В том, что радость этого открытия на время заставила Данте забыть обо всем остальном, нет ничего удивительного. Известно, сколь жарким может быть пыл неофита. Приведем пример более скромного плана, но не лишенный аналогии: кто не знает, что значит открыть для себя какого-нибудь писателя, проникнуться к нему восхищением, в течение некоторого времени читать только его, словно других авторов не существует, – вплоть до того момента, пока не наступит насыщение и автор не займет почетное место в углу библиотеки, где дремлют те, кого мы любили? Как сказал бы М. Барре, «еще один выжатый лимон». Интеллектуальные кризисы глубже, чем кризисы литературных вкусов, и длятся значительно дольше; но по существу разницы нет. Беатриче прямо обвинила кающегося грешника в том, что некогда он следовал ложному учению. Когда Данте спрашивает, почему слова Беатриче настолько превышают возможности его разумения, та отвечает:

Чтоб ты постиг…что за школе

ты следовал (conoschi… quella scuola c’hai seguitata),

и видел, можно ль ей

познать сокрытое в моем глаголе;

и видел, что до Божеских путей

вам так далеко, как земному краю

до неба, мчащегося всех быстрей»

(Чист.

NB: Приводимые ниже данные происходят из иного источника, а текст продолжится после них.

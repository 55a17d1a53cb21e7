use utoipa::OpenApi;

#[derive(OpenApi)]
#[openapi(
    info(
        title = "Arachne API",
        version = "0.1.0",
        description = "Control surface for a distributed, time-boxed same-origin crawl."
    ),
    paths(
        crate::routes::start,
        crate::routes::stop,
        crate::routes::status,
        crate::routes::events,
        crate::routes::health,
    ),
    components(schemas(
        crate::dto::StartCrawlRequest,
        crate::dto::StartCrawlResponse,
        crate::dto::CrawlConfigResponse,
        crate::dto::StopCrawlResponse,
        crate::dto::StatusResponse,
        crate::dto::HealthResponse,
        crate::dto::ErrorResponse,
    )),
    tags(
        (name = "crawl", description = "Crawl lifecycle and live status"),
        (name = "system", description = "Health and system status"),
    )
)]
pub struct ApiDoc;
use std::io::Write as _;
use std::path::PathBuf;
use std::time::Duration;

use anyhow::{Context, Result};
use clap::{Parser, Subcommand};
use tokio::sync::broadcast::error::RecvError;
use tokio::task::JoinSet;
use tokio_util::sync::CancellationToken;
use tracing_subscriber::EnvFilter;

use arachne_client::{ReqwestFetcher, ScraperLinkExtractor, ScraperTitleExtractor};
use arachne_core::{
    Broker, CompletionEvent, CrawlConfig, CrawlEvent, ExplorerFactory, ExtractorFactory,
    FileExporter, MemoryBroker, NodeConfig, Orchestrator, OrchestratorConfig, Role,
    StatusSnapshot, WorkerConfig, WorkerNode,
};
use arachne_db::{Database, DatabaseConfig};

#[derive(Parser)]
#[command(name = "arachne", version, about = "Distributed same-origin web crawler")]
struct Cli {
    #[command(subcommand)]
    command: Commands,
}

#[derive(Subcommand)]
enum Commands {
    /// Run one time-boxed crawl and export its results
    Crawl {
        /// Absolute http(s) URL the crawl starts from
        root_url: String,

        /// Crawl duration in minutes
        duration_minutes: u64,

        /// Explorer workers per node
        num_explorers: u32,

        /// Extractor workers per node
        num_extractors: u32,

        /// Run both worker nodes in-process over an in-memory broker
        #[arg(long, default_value_t = false)]
        local: bool,

        /// Directory receiving the CSV, summary and JSON exports
        #[arg(long, env = "ARACHNE_OUT_DIR", default_value = "out")]
        out_dir: PathBuf,

        /// Seconds to wait for a worker node to acknowledge the start
        #[arg(long, default_value_t = 10)]
        ack_timeout: u64,
    },

    /// Run an explorer node daemon against the shared broker
    ExplorerNode {
        /// Per-request fetch timeout in seconds
        #[arg(long, env = "ARACHNE_FETCH_TIMEOUT", default_value_t = 10)]
        fetch_timeout: u64,
    },

    /// Run an extractor node daemon against the shared broker
    ExtractorNode,
}

#[tokio::main]
async fn main() -> Result<()> {
    let _ = dotenvy::dotenv();

    tracing_subscriber::fmt()
        .with_env_filter(EnvFilter::from_default_env().add_directive("arachne=info".parse()?))
        .with_target(false)
        .with_writer(std::io::stderr)
        .init();

    let cli = Cli::parse();

    match cli.command {
        Commands::Crawl {
            root_url,
            duration_minutes,
            num_explorers,
            num_extractors,
            local,
            out_dir,
            ack_timeout,
        } => {
            let config =
                CrawlConfig::from_minutes(root_url, duration_minutes, num_explorers, num_extractors);
            config.validate()?;
            let orchestrator_config = crawl_orchestrator_config(ack_timeout);
            let exporter = FileExporter::new(out_dir);

            if local {
                let broker = MemoryBroker::new();
                let shutdown = CancellationToken::new();
                let nodes = spawn_local_nodes(&broker, &shutdown)?;
                let result = cmd_crawl(broker, exporter, orchestrator_config, config).await;
                shutdown_nodes(nodes, shutdown).await;
                result?;
            } else {
                let db = connect_db().await?;
                cmd_crawl(db.broker(), exporter, orchestrator_config, config).await?;
            }
        }
        Commands::ExplorerNode { fetch_timeout } => {
            let db = connect_db().await?;
            let fetcher = ReqwestFetcher::with_timeout(Duration::from_secs(fetch_timeout))?;
            let factory = ExplorerFactory::new(
                db.broker(),
                fetcher,
                ScraperLinkExtractor,
                WorkerConfig::default(),
            );
            run_node(WorkerNode::new(db.broker(), factory, node_config(Role::Explorer))).await?;
        }
        Commands::ExtractorNode => {
            let db = connect_db().await?;
            let factory =
                ExtractorFactory::new(db.broker(), ScraperTitleExtractor, WorkerConfig::default());
            run_node(WorkerNode::new(db.broker(), factory, node_config(Role::Extractor))).await?;
        }
    }

    Ok(())
}

/// Connect to PostgreSQL using DATABASE_URL and apply migrations.
async fn connect_db() -> Result<Database> {
    let config = DatabaseConfig::from_env()?;
    let db = Database::connect(&config)
        .await
        .context("Failed to connect to the shared broker")?;
    db.migrate().await?;
    Ok(db)
}

/// The dashboard waits for both roles before seeding.
fn crawl_orchestrator_config(ack_timeout: u64) -> OrchestratorConfig {
    OrchestratorConfig::default()
        .with_ack_timeout(Duration::from_secs(ack_timeout))
        .with_extractor_ack(true)
        .with_status_interval(Duration::from_millis(500))
}

fn node_config(role: Role) -> NodeConfig {
    NodeConfig::new(role).with_terminate_grace(Duration::from_secs(2))
}

/// Run a node daemon until Ctrl-C.
async fn run_node<B, WF>(node: WorkerNode<B, WF>) -> Result<()>
where
    B: Broker,
    WF: arachne_core::WorkerFactory,
{
    let shutdown = CancellationToken::new();
    let signal = shutdown.clone();
    tokio::spawn(async move {
        if tokio::signal::ctrl_c().await.is_ok() {
            tracing::info!("Interrupt received, shutting down");
        }
        signal.cancel();
    });

    tracing::info!(role = %node.role(), "Node listening for control commands");
    node.run(shutdown).await?;
    Ok(())
}

fn spawn_local_nodes(
    broker: &MemoryBroker,
    shutdown: &CancellationToken,
) -> Result<JoinSet<()>> {
    let mut nodes = JoinSet::new();

    let explorers = ExplorerFactory::new(
        broker.clone(),
        ReqwestFetcher::new()?,
        ScraperLinkExtractor,
        WorkerConfig::default(),
    );
    let explorer_node = WorkerNode::new(broker.clone(), explorers, node_config(Role::Explorer));
    let token = shutdown.clone();
    nodes.spawn(async move {
        if let Err(e) = explorer_node.run(token).await {
            tracing::error!(error = %e, "Explorer node failed");
        }
    });

    let extractors =
        ExtractorFactory::new(broker.clone(), ScraperTitleExtractor, WorkerConfig::default());
    let extractor_node = WorkerNode::new(broker.clone(), extractors, node_config(Role::Extractor));
    let token = shutdown.clone();
    nodes.spawn(async move {
        if let Err(e) = extractor_node.run(token).await {
            tracing::error!(error = %e, "Extractor node failed");
        }
    });

    Ok(nodes)
}

async fn shutdown_nodes(mut nodes: JoinSet<()>, shutdown: CancellationToken) {
    shutdown.cancel();
    while nodes.join_next().await.is_some() {}
}

/// Start a crawl, render the dashboard until it completes, then print the results.
///
/// Ctrl-C during the crawl requests an early stop; results collected so far
/// are still exported.
async fn cmd_crawl<B: Broker>(
    broker: B,
    exporter: FileExporter,
    orchestrator_config: OrchestratorConfig,
    config: CrawlConfig,
) -> Result<()> {
    let orchestrator = Orchestrator::new(broker, exporter, orchestrator_config);
    let mut events = orchestrator.subscribe();

    println!("Crawling {} for {:.1} minutes", config.root_url, config.summary().duration);
    println!(
        "Explorers: {}, extractors: {}\n",
        config.num_explorers, config.num_extractors
    );

    println!("Waiting for worker nodes to acknowledge...");
    let response = orchestrator.start(config).await?;
    println!("{}\n", response.message);

    let interrupt = tokio::signal::ctrl_c();
    tokio::pin!(interrupt);
    let mut interrupted = false;

    loop {
        tokio::select! {
            result = &mut interrupt, if !interrupted => {
                interrupted = true;
                if result.is_ok() {
                    println!();
                    let stop = orchestrator.stop().await?;
                    tracing::info!("{}", stop.message);
                }
            }
            event = events.recv() => match event {
                Ok(CrawlEvent::Status(snapshot)) => render_status(&snapshot),
                Ok(CrawlEvent::Stopped { message }) => {
                    println!();
                    tracing::info!("{message}");
                }
                Ok(CrawlEvent::Completed(completion)) => {
                    println!();
                    print_results(&completion);
                    return Ok(());
                }
                Err(RecvError::Lagged(skipped)) => {
                    tracing::debug!(skipped, "Dashboard fell behind");
                }
                Err(RecvError::Closed) => {
                    anyhow::bail!("Orchestrator event stream closed before completion");
                }
            }
        }
    }
}

fn render_status(snapshot: &StatusSnapshot) {
    let mut stdout = std::io::stdout().lock();
    let _ = write!(
        stdout,
        "\r[{:>5.1}%] {:>6.0}s left | found {:>6} | extracted {:>6} | queued {:>5}/{:<5} | {:.2} pages/s",
        snapshot.progress,
        snapshot.remaining,
        snapshot.urls_found,
        snapshot.urls_extracted,
        snapshot.explored_queue_len,
        snapshot.exploit_queue_len,
        snapshot.throughput,
    );
    let _ = stdout.flush();
}

fn print_results(completion: &CompletionEvent) {
    let results = &completion.results;
    println!("Crawl finished at {}", results.timestamp);
    println!("  Duration:           {:.1}s", results.duration);
    println!("  URLs found:         {}", results.urls_found);
    println!("  Pages extracted:    {}", results.urls_extracted);
    println!("  Unique URLs:        {}", results.unique_visited);
    println!("  Throughput:         {:.2} pages/s", results.throughput);
    println!("  Extraction rate:    {:.2}%", results.extraction_rate * 100.0);

    let files = &completion.files;
    for (label, path) in [
        ("CSV", &files.csv_filename),
        ("Summary", &files.txt_filename),
        ("JSON", &files.json_filename),
    ] {
        match path {
            Some(path) => println!("  {label:<8}            {path}"),
            None => println!("  {label:<8}            (not written)"),
        }
    }
}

XXXIII, 85–90).

Коль скоро речь идет о школе и об учении, Беатриче подразумевает здесь отнюдь не дурную мораль. Более того: объясняя, почему разум Данте не в силах постигнуть ее слова, она говорит поэту, что он должен это знать, ибо следовал школе, метод которой (vostra via – «ваш путь») настолько ниже пути божественного слова, насколько земля ниже неба. Эти слова могут означать лишь напоминание о том, что некогда Данте слишком полагался на силы разума; при другом толковании смысл их невнятен[156]. Итак, по собственному, трижды высказанному признанию Данте, он действительно пережил этот кризис. Остается выяснить, действительно ли Беатриче в «Пире» празднует триумф. Можно предположить три ответа на этот вопрос: 1) в момент написания «Пира» Данте еще погружен в этот кризис; 2) кризис прошел, не оставив после себя следов; 3) Данте вышел из кризиса, но его мышление несет на себе его следы. Мы не имеем права выбирать из этих трех гипотез a priori, но можем обратиться к тексту самого «Пира» и попросить его вынести решение за нас.

II. – Первенство этики

Место, которое Беатриче занимает в «Пире», чрезвычайно любопытно, и нет ничего удивительного в том, что оно послужило поводом для самых разнообразных комментариев. Между тем в данном случае комментаторы находятся на самой твердой почве, какую только можно найти в творении Данте. В отношении любого другого вопроса можно возразить: да, именно это говорит Данте, но что сказал бы он в тех трактатах, которые не были написаны? Здесь же, напротив, мы уже имеем всё, что Данте сказал бы о Беатриче, даже если бы одиннадцать отсутствующих трактатов были им написаны. Беатриче исчезает из «Пира» в первом же трактате, и, по мысли Данте, больше не должна была появиться в нём: «И так как здесь я коснулся бессмертия души, я позволю себе небольшое отступление; ведь, рассуждая о бессмертии, хорошо будет закончить разговор о той живой, блаженной Беатриче, о которой я в этой книге, как было мною решено, говорить больше не намереваюсь» (II, 8). На основании этих слов некоторые интерпретаторы без колебаний заключают: Беатриче проиграла партию, потому что Данте воспользовался первой же представившейся ему возможностью, чтобы отделаться от нее.